BEGIN RECORD SET
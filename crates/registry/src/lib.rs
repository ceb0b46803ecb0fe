//! Resolution and mutation engine of the pallet package registry.
//!
//! This crate provides:
//! - Request extraction: addressing, paging and payloads from raw transport values
//! - Space → package → version resolution through a [`pallet_storage::RegistryStore`]
//! - Read-decode-validate-mutate-encode-write transactions over stored archives
//! - The caller-facing operations in [`Registry`]
//! - Cancellation and deadlines for every storage call

pub mod context;
pub mod error;
pub mod handlers;
pub mod request;
pub mod resolver;
pub mod transaction;

pub use context::OpContext;
pub use error::{RegistryError, RegistryResult};
pub use handlers::Registry;
pub use request::RequestContext;
pub use resolver::ResourceResolver;
pub use transaction::{ArchiveMutationTransaction, Mutation, ReplaceMetadata, ReplaceValues};
use bytes::Bytes;
use pallet_archive::{ArchiveCodec, JsonToTomlConverter, TarGzCodec};
use pallet_core::config::RegistryConfig;
use pallet_core::{
    ArchiveFile, DecodedArchive, Metadata, PackageName, SpaceName, Values, VersionNumber,
};
use pallet_registry::{Registry, RegistryResult};
use pallet_storage::{FilesystemBackend, MemoryBackend, RegistryStore};
use std::sync::Arc;
use tempfile::TempDir;

/// Encode an archive whose embedded identity is `name`/`version`.
#[allow(dead_code)]
pub fn archive_bytes(name: &str, version: &str) -> Bytes {
    archive_with_values(name, version, "replicas = 1\n")
}

#[allow(dead_code)]
pub fn archive_with_values(name: &str, version: &str, values: &str) -> Bytes {
    let mut metadata = Metadata::new(name, version);
    metadata.description = Some(format!("{name} {version}"));
    metadata.keywords = vec!["test".to_string()];
    TarGzCodec::new()
        .encode(&DecodedArchive::new(
            metadata,
            Values::new(values),
            vec![ArchiveFile {
                path: "templates/deployment.toml".to_string(),
                data: Bytes::from_static(b"kind = \"Deployment\"\n"),
            }],
        ))
        .unwrap()
}

/// A registry plus the temp dir backing it, if any.
#[allow(dead_code)]
pub struct TestRegistry {
    pub registry: Registry,
    pub memory: Option<MemoryBackend>,
    pub filesystem: Option<FilesystemBackend>,
    _dir: Option<TempDir>,
}

#[allow(dead_code)]
impl TestRegistry {
    /// Store raw bytes as a version, bypassing the codec.
    pub async fn put(&self, space: &str, package: &str, version: &str, data: Bytes) {
        let space = SpaceName::new(space).unwrap();
        let package = PackageName::new(package).unwrap();
        let version = VersionNumber::new(version).unwrap();
        if let Some(memory) = &self.memory {
            memory.create_space(&space).await;
            memory
                .put_version(&space, &package, &version, data)
                .await
                .unwrap();
        } else if let Some(filesystem) = &self.filesystem {
            filesystem.create_space(&space).await.unwrap();
            filesystem
                .put_version(&space, &package, &version, data)
                .await
                .unwrap();
        }
    }

    pub async fn put_archive(&self, space: &str, package: &str, version: &str) {
        self.put(space, package, version, archive_bytes(package, version))
            .await;
    }
}

/// Space `s1` with package `p1` at versions 1.0.0 and 2.0.0.
#[allow(dead_code)]
pub async fn memory_registry() -> TestRegistry {
    registry_with_config(RegistryConfig::default()).await
}

#[allow(dead_code)]
pub async fn registry_with_config(config: RegistryConfig) -> TestRegistry {
    let codec: Arc<dyn ArchiveCodec> = Arc::new(TarGzCodec::new());
    let memory = MemoryBackend::new(codec.clone());
    let store: Arc<dyn RegistryStore> = Arc::new(memory.clone());
    let fixture = TestRegistry {
        registry: Registry::new(store, codec, Arc::new(JsonToTomlConverter::new()), config),
        memory: Some(memory),
        filesystem: None,
        _dir: None,
    };
    fixture.put_archive("s1", "p1", "1.0.0").await;
    fixture.put_archive("s1", "p1", "2.0.0").await;
    fixture
}

/// Same layout as [`memory_registry`], on disk.
#[allow(dead_code)]
pub async fn filesystem_registry(config: RegistryConfig) -> TestRegistry {
    let codec: Arc<dyn ArchiveCodec> = Arc::new(TarGzCodec::new());
    let dir = TempDir::new().unwrap();
    let filesystem = FilesystemBackend::new(dir.path(), codec.clone())
        .await
        .unwrap();
    let store: Arc<dyn RegistryStore> = Arc::new(filesystem.clone());
    let fixture = TestRegistry {
        registry: Registry::new(store, codec, Arc::new(JsonToTomlConverter::new()), config),
        memory: None,
        filesystem: Some(filesystem),
        _dir: Some(dir),
    };
    fixture.put_archive("s1", "p1", "1.0.0").await;
    fixture.put_archive("s1", "p1", "2.0.0").await;
    fixture
}

/// Current stored bytes of a version.
#[allow(dead_code)]
pub async fn stored_content(
    registry: &Registry,
    space: &str,
    package: &str,
    version: &str,
) -> RegistryResult<Bytes> {
    let space = SpaceName::new(space).unwrap();
    let package = PackageName::new(package).unwrap();
    let version = registry
        .store()
        .package(&space, &package)
        .await?
        .version(&VersionNumber::new(version).unwrap())
        .await?;
    Ok(version.get_content().await?)
}
//! Selection of the "latest" version of a package.

use serde::{Deserialize, Serialize};

/// Policy used to pick the latest version from a backend listing.
#[derive(Clone, Copy, Debug, Default, PartialEq, Eq, Serialize, Deserialize)]
#[serde(rename_all = "lowercase")]
pub enum VersionOrdering {
    /// Trust the backend: identifiers are listed in ascending order, the last wins.
    #[default]
    Backend,
    /// Compare identifiers as semantic versions. Identifiers that do not parse
    /// rank below every valid version and keep backend order among themselves.
    Semver,
}

/// Pick the latest identifier of a package under `ordering`.
///
/// Fails with [`crate::Error::NotFound`] when the package has no versions.
pub fn latest<S: AsRef<str>>(versions: &[S], ordering: VersionOrdering) -> crate::Result<&str> {
    let picked = match ordering {
        VersionOrdering::Backend => versions.last(),
        // max_by_key keeps the last of equal keys, so backend order breaks ties.
        VersionOrdering::Semver => versions
            .iter()
            .max_by_key(|v| semver::Version::parse(v.as_ref()).ok()),
    };
    picked
        .map(|v| v.as_ref())
        .ok_or_else(|| crate::Error::NotFound("metadata".to_string()))
}
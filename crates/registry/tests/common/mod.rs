pub mod fixtures;
pub mod mocks;

#[allow(unused_imports)]
pub use fixtures::{
    TestRegistry, archive_bytes, archive_with_values, filesystem_registry, memory_registry,
    registry_with_config, stored_content,
};
#[allow(unused_imports)]
pub use mocks::InstrumentedVersion;
#![cfg_attr(not(test), no_std)]

#[cfg(test)]
#[macro_use]
extern crate std;

pub mod config;
pub mod midi;
pub mod nco;
pub mod organ;
pub mod tables;
pub mod voices;

pub use config::{ConfigError, OrganConfig, SmoothingPolicy, TieBreak, VelocityCurve};
pub use midi::MidiDecoder;
pub use nco::Oscillators;
pub use organ::Organ;
pub use voices::{VoiceView, Voices};

#[cfg(test)]
pub(crate) mod tests {
    use std::sync::Once;

    static INIT: Once = Once::new();

    pub fn setup_logger() {
      INIT.call_once(env_logger::init);
    }
}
END RECORD SET
Whenever a line of the data includes the word "self", show that line in full.

### YOUR RESPONSE
    pub async fn put(&self, space: &str, package: &str, version: &str, data: Bytes) {
        if let Some(memory) = &self.memory {
        } else if let Some(filesystem) = &self.filesystem {
    pub async fn put_archive(&self, space: &str, package: &str, version: &str) {
        self.put(space, package, version, archive_bytes(package, version))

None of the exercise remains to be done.